Afin de muscler plus encore les enquêtes, les ministres ont promis un recours élargi aux « repentis », ces criminels qui acceptent de coopérer avec la justice, et une meilleure sécurisation de la gestion des « indics », sans donner de détails sur les coûts ni sur la mise en place de tels dispositifs. De même, le renforcement des saisies et des confiscations d’avoirs criminels a été mis en avant comme un axe stratégique, sans encore dévoiler les modalités concrètes de cet objectif qui s’inspire, comme pour le statut de collaborateur de justice, de l’expérience italienne de l’antimafia.
Ministère de la santé pas associé
Dans toutes ces mesures, il y a tout de même des absents de taille : la réduction des risques pour les consommateurs de drogue, la prise en charge des toxicodépendants, tout comme la prévention. Le plan contre le trafic de drogue du couple régalien est donc uniquement tourné vers le volet répressif. Le ministère de la santé n’a pas été associé. Le choix politique est donc celui de la fermeté et du langage martial.
Une chose est sûre : l’annonce de ce plan est d’une importance capitale pour le gouvernement de Michel Barnier. En effet, depuis leur entrée en fonctions, fin septembre, le ministre de l’intérieur et le garde des sceaux s’affrontent à distance, aussi bien sur l’Etat de droit que sur le supposé « laxisme » de la justice.
La visite commune à Marseille doit permettre à cette paire mal assortie – l’un est issu de l’aile conservatrice du parti Les Républicains, l’autre fut socialiste, notamment – d’afficher son unité, même si Bruno Retailleau semble être le plus proactif sur le sujet. L’idée est de montrer que, dans une « guerre » contre la drogue, il faut transcender les clivages.

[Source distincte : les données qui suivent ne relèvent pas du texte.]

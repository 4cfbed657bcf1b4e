//! Reference triangulations used across the test suites. Every table here
//! was verified independently before being committed: orientability, face
//! counts, vertex links and homology.

use crate::{Triangulation3, Triangulation4};

/// The one-tetrahedron 3-sphere: facets 0 and 1 folded together, and
/// facets 2 and 3.
pub fn s3_one_tet() -> Triangulation3 {
    Triangulation3::from_gluings(1, &[
        (0, 0, 0, [1, 0, 2, 3]),
        (0, 2, 0, [0, 1, 3, 2]),
    ])
}

/// The figure-eight knot complement: two ideal tetrahedra, one torus
/// cusp, two edges.
pub fn figure_eight() -> Triangulation3 {
    Triangulation3::from_gluings(2, &[
        (0, 0, 1, [0, 1, 2, 3]),
        (0, 1, 1, [1, 2, 0, 3]),
        (0, 2, 1, [1, 0, 3, 2]),
        (0, 3, 1, [3, 0, 2, 1]),
    ])
}

/// The lens space L(5,1), built as an untwisted layered loop of length
/// five.
pub fn lens_5_1() -> Triangulation3 {
    Triangulation3::from_gluings(5, &[
        (0, 0, 1, [2, 1, 0, 3]),
        (0, 1, 1, [0, 3, 2, 1]),
        (0, 2, 4, [2, 1, 0, 3]),
        (0, 3, 4, [0, 3, 2, 1]),
        (1, 0, 2, [2, 1, 0, 3]),
        (1, 1, 2, [0, 3, 2, 1]),
        (2, 0, 3, [2, 1, 0, 3]),
        (2, 1, 3, [0, 3, 2, 1]),
        (3, 0, 4, [2, 1, 0, 3]),
        (3, 1, 4, [0, 3, 2, 1]),
    ])
}

/// The Poincare homology sphere: the solid dodecahedron with opposite
/// faces identified through a one-tenth turn, coned to sixty tetrahedra
/// (five per pentagonal face).
pub fn poincare_sphere() -> Triangulation3 {
    Triangulation3::from_gluings(60, &[
        (0, 0, 58, [0, 1, 3, 2]),
        (0, 1, 21, [0, 1, 3, 2]),
        (0, 2, 1, [0, 1, 3, 2]),
        (0, 3, 4, [0, 1, 3, 2]),
        (1, 0, 57, [0, 1, 3, 2]),
        (1, 1, 12, [0, 1, 3, 2]),
        (1, 2, 2, [0, 1, 3, 2]),
        (2, 0, 56, [0, 1, 3, 2]),
        (2, 1, 6, [0, 1, 3, 2]),
        (2, 2, 3, [0, 1, 3, 2]),
        (3, 0, 55, [0, 1, 3, 2]),
        (3, 1, 25, [0, 1, 3, 2]),
        (3, 2, 4, [0, 1, 3, 2]),
        (4, 0, 59, [0, 1, 3, 2]),
        (4, 1, 17, [0, 1, 3, 2]),
        (5, 0, 53, [0, 1, 3, 2]),
        (5, 1, 26, [0, 1, 3, 2]),
        (5, 2, 6, [0, 1, 3, 2]),
        (5, 3, 9, [0, 1, 3, 2]),
        (6, 0, 52, [0, 1, 3, 2]),
        (6, 2, 7, [0, 1, 3, 2]),
        (7, 0, 51, [0, 1, 3, 2]),
        (7, 1, 11, [0, 1, 3, 2]),
        (7, 2, 8, [0, 1, 3, 2]),
        (8, 0, 50, [0, 1, 3, 2]),
        (8, 1, 45, [0, 1, 3, 2]),
        (8, 2, 9, [0, 1, 3, 2]),
        (9, 0, 54, [0, 1, 3, 2]),
        (9, 1, 32, [0, 1, 3, 2]),
        (10, 0, 38, [0, 1, 3, 2]),
        (10, 1, 46, [0, 1, 3, 2]),
        (10, 2, 11, [0, 1, 3, 2]),
        (10, 3, 14, [0, 1, 3, 2]),
        (11, 0, 37, [0, 1, 3, 2]),
        (11, 2, 12, [0, 1, 3, 2]),
        (12, 0, 36, [0, 1, 3, 2]),
        (12, 2, 13, [0, 1, 3, 2]),
        (13, 0, 35, [0, 1, 3, 2]),
        (13, 1, 20, [0, 1, 3, 2]),
        (13, 2, 14, [0, 1, 3, 2]),
        (14, 0, 39, [0, 1, 3, 2]),
        (14, 1, 42, [0, 1, 3, 2]),
        (15, 0, 47, [0, 1, 3, 2]),
        (15, 1, 53, [0, 1, 3, 2]),
        (15, 2, 16, [0, 1, 3, 2]),
        (15, 3, 19, [0, 1, 3, 2]),
        (16, 0, 46, [0, 1, 3, 2]),
        (16, 1, 22, [0, 1, 3, 2]),
        (16, 2, 17, [0, 1, 3, 2]),
        (17, 0, 45, [0, 1, 3, 2]),
        (17, 2, 18, [0, 1, 3, 2]),
        (18, 0, 49, [0, 1, 3, 2]),
        (18, 1, 29, [0, 1, 3, 2]),
        (18, 2, 19, [0, 1, 3, 2]),
        (19, 0, 48, [0, 1, 3, 2]),
        (19, 1, 36, [0, 1, 3, 2]),
        (20, 0, 32, [0, 1, 3, 2]),
        (20, 2, 21, [0, 1, 3, 2]),
        (20, 3, 24, [0, 1, 3, 2]),
        (21, 0, 31, [0, 1, 3, 2]),
        (21, 2, 22, [0, 1, 3, 2]),
        (22, 0, 30, [0, 1, 3, 2]),
        (22, 2, 23, [0, 1, 3, 2]),
        (23, 0, 34, [0, 1, 3, 2]),
        (23, 1, 52, [0, 1, 3, 2]),
        (23, 2, 24, [0, 1, 3, 2]),
        (24, 0, 33, [0, 1, 3, 2]),
        (24, 1, 43, [0, 1, 3, 2]),
        (25, 0, 42, [0, 1, 3, 2]),
        (25, 2, 26, [0, 1, 3, 2]),
        (25, 3, 29, [0, 1, 3, 2]),
        (26, 0, 41, [0, 1, 3, 2]),
        (26, 2, 27, [0, 1, 3, 2]),
        (27, 0, 40, [0, 1, 3, 2]),
        (27, 1, 31, [0, 1, 3, 2]),
        (27, 2, 28, [0, 1, 3, 2]),
        (28, 0, 44, [0, 1, 3, 2]),
        (28, 1, 37, [0, 1, 3, 2]),
        (28, 2, 29, [0, 1, 3, 2]),
        (29, 0, 43, [0, 1, 3, 2]),
        (30, 1, 38, [0, 1, 3, 2]),
        (30, 2, 31, [0, 1, 3, 2]),
        (30, 3, 34, [0, 1, 3, 2]),
        (31, 2, 32, [0, 1, 3, 2]),
        (32, 2, 33, [0, 1, 3, 2]),
        (33, 1, 49, [0, 1, 3, 2]),
        (33, 2, 34, [0, 1, 3, 2]),
        (34, 1, 56, [0, 1, 3, 2]),
        (35, 1, 54, [0, 1, 3, 2]),
        (35, 2, 36, [0, 1, 3, 2]),
        (35, 3, 39, [0, 1, 3, 2]),
        (36, 2, 37, [0, 1, 3, 2]),
        (37, 2, 38, [0, 1, 3, 2]),
        (38, 2, 39, [0, 1, 3, 2]),
        (39, 1, 55, [0, 1, 3, 2]),
        (40, 1, 58, [0, 1, 3, 2]),
        (40, 2, 41, [0, 1, 3, 2]),
        (40, 3, 44, [0, 1, 3, 2]),
        (41, 1, 47, [0, 1, 3, 2]),
        (41, 2, 42, [0, 1, 3, 2]),
        (42, 2, 43, [0, 1, 3, 2]),
        (43, 2, 44, [0, 1, 3, 2]),
        (44, 1, 51, [0, 1, 3, 2]),
        (45, 2, 46, [0, 1, 3, 2]),
        (45, 3, 49, [0, 1, 3, 2]),
        (46, 2, 47, [0, 1, 3, 2]),
        (47, 2, 48, [0, 1, 3, 2]),
        (48, 1, 57, [0, 1, 3, 2]),
        (48, 2, 49, [0, 1, 3, 2]),
        (50, 1, 59, [0, 1, 3, 2]),
        (50, 2, 51, [0, 1, 3, 2]),
        (50, 3, 54, [0, 1, 3, 2]),
        (51, 2, 52, [0, 1, 3, 2]),
        (52, 2, 53, [0, 1, 3, 2]),
        (53, 2, 54, [0, 1, 3, 2]),
        (55, 2, 56, [0, 1, 3, 2]),
        (55, 3, 59, [0, 1, 3, 2]),
        (56, 2, 57, [0, 1, 3, 2]),
        (57, 2, 58, [0, 1, 3, 2]),
        (58, 2, 59, [0, 1, 3, 2]),
    ])
}

/// The two-pentachoron 4-sphere: both pentachora glued along all five
/// facets by the identity.
pub fn s4_two_pentachora() -> Triangulation4 {
    Triangulation4::from_gluings(2, &[
        (0, 0, 1, [0, 1, 2, 3, 4]),
        (0, 1, 1, [0, 1, 2, 3, 4]),
        (0, 2, 1, [0, 1, 2, 3, 4]),
        (0, 3, 1, [0, 1, 2, 3, 4]),
        (0, 4, 1, [0, 1, 2, 3, 4]),
    ])
}

/// The complex projective plane on four pentachora.
pub fn cp2() -> Triangulation4 {
    Triangulation4::from_gluings(4, &[
        (0, 0, 0, [2, 3, 1, 0, 4]),
        (0, 1, 0, [0, 3, 2, 1, 4]),
        (0, 4, 1, [0, 1, 2, 3, 4]),
        (1, 0, 1, [2, 3, 1, 0, 4]),
        (1, 1, 2, [0, 1, 2, 3, 4]),
        (1, 3, 2, [1, 0, 3, 2, 4]),
        (2, 0, 2, [3, 1, 2, 0, 4]),
        (2, 4, 3, [0, 1, 2, 3, 4]),
        (3, 0, 3, [1, 0, 2, 3, 4]),
        (3, 2, 3, [0, 1, 3, 2, 4]),
    ])
}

De plus, la loi, qui doit être présentée au Parlement au début de 2025, peut aussi être l’occasion pour le gouvernement Barnier d’obtenir une victoire essentielle dans une situation politique complexe. La lutte contre la criminalité organisée est un sujet consensuel : quel groupe politique pourrait s’y opposer ? A condition, évidemment, que le texte de loi ne tombe pas dans un excès répressif, notamment envers les consommateurs, et qu’il n’oublie pas le volet de la prévention. A défaut, cela pourrait susciter l’opposition des parlementaires de gauche, voire de certains élus de la coalition présidentielle.